» WHAT IS REQUIRED
Whenever a line below includes the word "body", copy that line.

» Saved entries
*****

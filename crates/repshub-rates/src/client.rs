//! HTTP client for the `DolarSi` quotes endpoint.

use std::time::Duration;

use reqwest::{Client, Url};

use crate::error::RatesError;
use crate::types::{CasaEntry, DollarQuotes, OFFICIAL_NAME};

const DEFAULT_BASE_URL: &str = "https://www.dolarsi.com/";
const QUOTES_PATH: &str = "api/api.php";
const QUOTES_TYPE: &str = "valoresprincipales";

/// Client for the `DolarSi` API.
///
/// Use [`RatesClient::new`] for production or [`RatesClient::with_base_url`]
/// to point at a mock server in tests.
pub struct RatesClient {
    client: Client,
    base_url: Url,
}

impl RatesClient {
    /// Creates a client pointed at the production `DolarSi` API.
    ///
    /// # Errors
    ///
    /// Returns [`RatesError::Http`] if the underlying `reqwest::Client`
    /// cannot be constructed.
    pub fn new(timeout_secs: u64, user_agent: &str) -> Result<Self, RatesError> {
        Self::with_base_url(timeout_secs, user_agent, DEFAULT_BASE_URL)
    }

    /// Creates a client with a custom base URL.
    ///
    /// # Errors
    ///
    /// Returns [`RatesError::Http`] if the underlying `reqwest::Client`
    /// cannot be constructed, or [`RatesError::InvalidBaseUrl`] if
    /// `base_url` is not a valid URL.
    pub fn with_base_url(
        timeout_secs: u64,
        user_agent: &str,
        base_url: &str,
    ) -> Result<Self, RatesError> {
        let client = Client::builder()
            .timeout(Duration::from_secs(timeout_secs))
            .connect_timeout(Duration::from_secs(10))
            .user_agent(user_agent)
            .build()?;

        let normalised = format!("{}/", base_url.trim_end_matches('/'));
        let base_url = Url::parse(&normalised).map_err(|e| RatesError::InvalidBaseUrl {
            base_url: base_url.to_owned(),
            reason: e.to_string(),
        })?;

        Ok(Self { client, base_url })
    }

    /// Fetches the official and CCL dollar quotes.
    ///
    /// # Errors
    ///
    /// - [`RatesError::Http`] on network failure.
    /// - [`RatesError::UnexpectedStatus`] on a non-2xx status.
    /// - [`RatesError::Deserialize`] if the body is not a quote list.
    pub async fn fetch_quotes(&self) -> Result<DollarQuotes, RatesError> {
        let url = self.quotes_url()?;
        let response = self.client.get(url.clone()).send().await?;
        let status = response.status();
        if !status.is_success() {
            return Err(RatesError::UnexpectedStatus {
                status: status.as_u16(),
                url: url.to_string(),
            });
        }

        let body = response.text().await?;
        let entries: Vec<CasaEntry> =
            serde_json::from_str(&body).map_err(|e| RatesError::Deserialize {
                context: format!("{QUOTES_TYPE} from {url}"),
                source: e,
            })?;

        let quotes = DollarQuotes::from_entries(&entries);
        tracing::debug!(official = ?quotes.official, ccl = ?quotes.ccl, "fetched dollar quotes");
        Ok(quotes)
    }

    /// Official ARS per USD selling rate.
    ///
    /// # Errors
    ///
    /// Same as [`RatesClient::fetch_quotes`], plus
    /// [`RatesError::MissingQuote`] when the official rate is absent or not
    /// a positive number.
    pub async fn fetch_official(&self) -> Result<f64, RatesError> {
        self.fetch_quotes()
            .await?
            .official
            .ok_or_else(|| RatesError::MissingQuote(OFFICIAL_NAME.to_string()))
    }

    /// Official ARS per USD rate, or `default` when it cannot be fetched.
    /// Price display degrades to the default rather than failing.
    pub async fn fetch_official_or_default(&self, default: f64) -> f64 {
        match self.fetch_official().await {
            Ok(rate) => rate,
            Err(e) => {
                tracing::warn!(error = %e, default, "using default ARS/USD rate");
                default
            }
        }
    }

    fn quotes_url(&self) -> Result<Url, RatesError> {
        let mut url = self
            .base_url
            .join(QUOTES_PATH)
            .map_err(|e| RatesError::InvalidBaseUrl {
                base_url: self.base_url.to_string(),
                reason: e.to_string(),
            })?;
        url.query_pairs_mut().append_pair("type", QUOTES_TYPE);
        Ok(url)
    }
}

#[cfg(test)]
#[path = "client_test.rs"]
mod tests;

*****

» ANSWER BOX
    /// - [`RatesError::Deserialize`] if the body is not a quote list.
        let body = response.text().await?;
            serde_json::from_str(&body).map_err(|e| RatesError::Deserialize {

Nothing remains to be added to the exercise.